On 8.6.05, he told MPs: "The UK rebate will remain and we will not negotiate it away. Period." (The word "away" implied willingness to consider changes in the size of, or formula for, setting the rebate).

For months, Blair wobbled from stance to stance, claiming that there would be no concession without fundamental CAP reform, but also that if there was "a fundamental review of how Europe spends its money then of course everything then is open to debate".

The tough talk ended in a climbdown as many continental leaders insisted that the CAP payments agreed in 2002 must be honoured. Shame that there was a collective 'memory loss' as to another EU leaders' agreement on budget contributions and EU enlargement.

The Technical Annex ('Vol II') to a Commission internal report dated 14.7.04, COM(2004) 505 final, noted on p.20:
"Although the envisaged enlargement to 10 new Members States was unanimously agreed at the Berlin European Council in March 1999, the UK insisted and obtained that enlargement-related expenditure be taken into account when calculating the UK correction ["rebate"], thus shielding it from most of the financial consequences of enlargement. .

Therefore Blair misled us when he justified the surrender of the British rebate on the grounds that Britain should help pay for "the costs of enlargement". His Statement to the Commons (19.12.05) claimed that it was 'essential', and would have been "a betrayal of everything that Britain has rightly stood for" not to have paid up!

The EUR 10.5Bn extra money we're paying in from 2007-2013 is not ring-fenced for the newcomers, but goes into a pool that will cover various EU purposes, such as "administration" and propping up the various leaky EU initiatives that give it the conceit of being 'a world power' while many of its members' economies are suffering under EU policies.

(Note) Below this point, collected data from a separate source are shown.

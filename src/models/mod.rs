//! Core data models for the Settlement Comparator.
//!
//! This module contains all the domain models used throughout the engine.

mod comparison_result;
mod settlement_input;

pub use comparison_result::{
    AuditStep, AuditTrace, ComparisonReport, ComparisonResult, Scenario, SettlementBreakdown,
    SettlementComponent,
};
pub use settlement_input::{ReasonCode, SettlementInput, max_amount};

The key document is: 'Financial Perspectives 2007-2013' . A quick check on five budget headings reveals plans to spend over EUR 30Bn extra from the pool. President Chirac got it right when he called it: "...a good deal for Europe, which provides sufficient means to finance its ambitions". (EUObserver site, 17/12/05).

EU plans to tax us directly After the Budget cave-in, European Commission President Barroso further angered taxpayers by suggesting that the EU should be directly funded by the 'citizens of Europe' without the need for governmental wrangling. (FT, 19.12.05; D. Express, 21.12.05).

Nothing new there. COM(2004) 505 final proposes options. It seems to build on another 2004 European Commission policy paper (PDF).

Click for our review of 'Tax based EU own resources: An assessment'

Footnotes: Former Chancellor Norman (now Lord) Lamont warned the April 1995 CIB public meeting at Westminster Hall that the real cost of the EU was nearer to the gross cost, as the money we get back from the EU (apart from the rebate) goes on the things that the EU wants. To ignore that would be like claiming that the rate of UK income tax was 2p in the Pound, as for every 25p in tax raised, the government 'gave back' 23p in public services.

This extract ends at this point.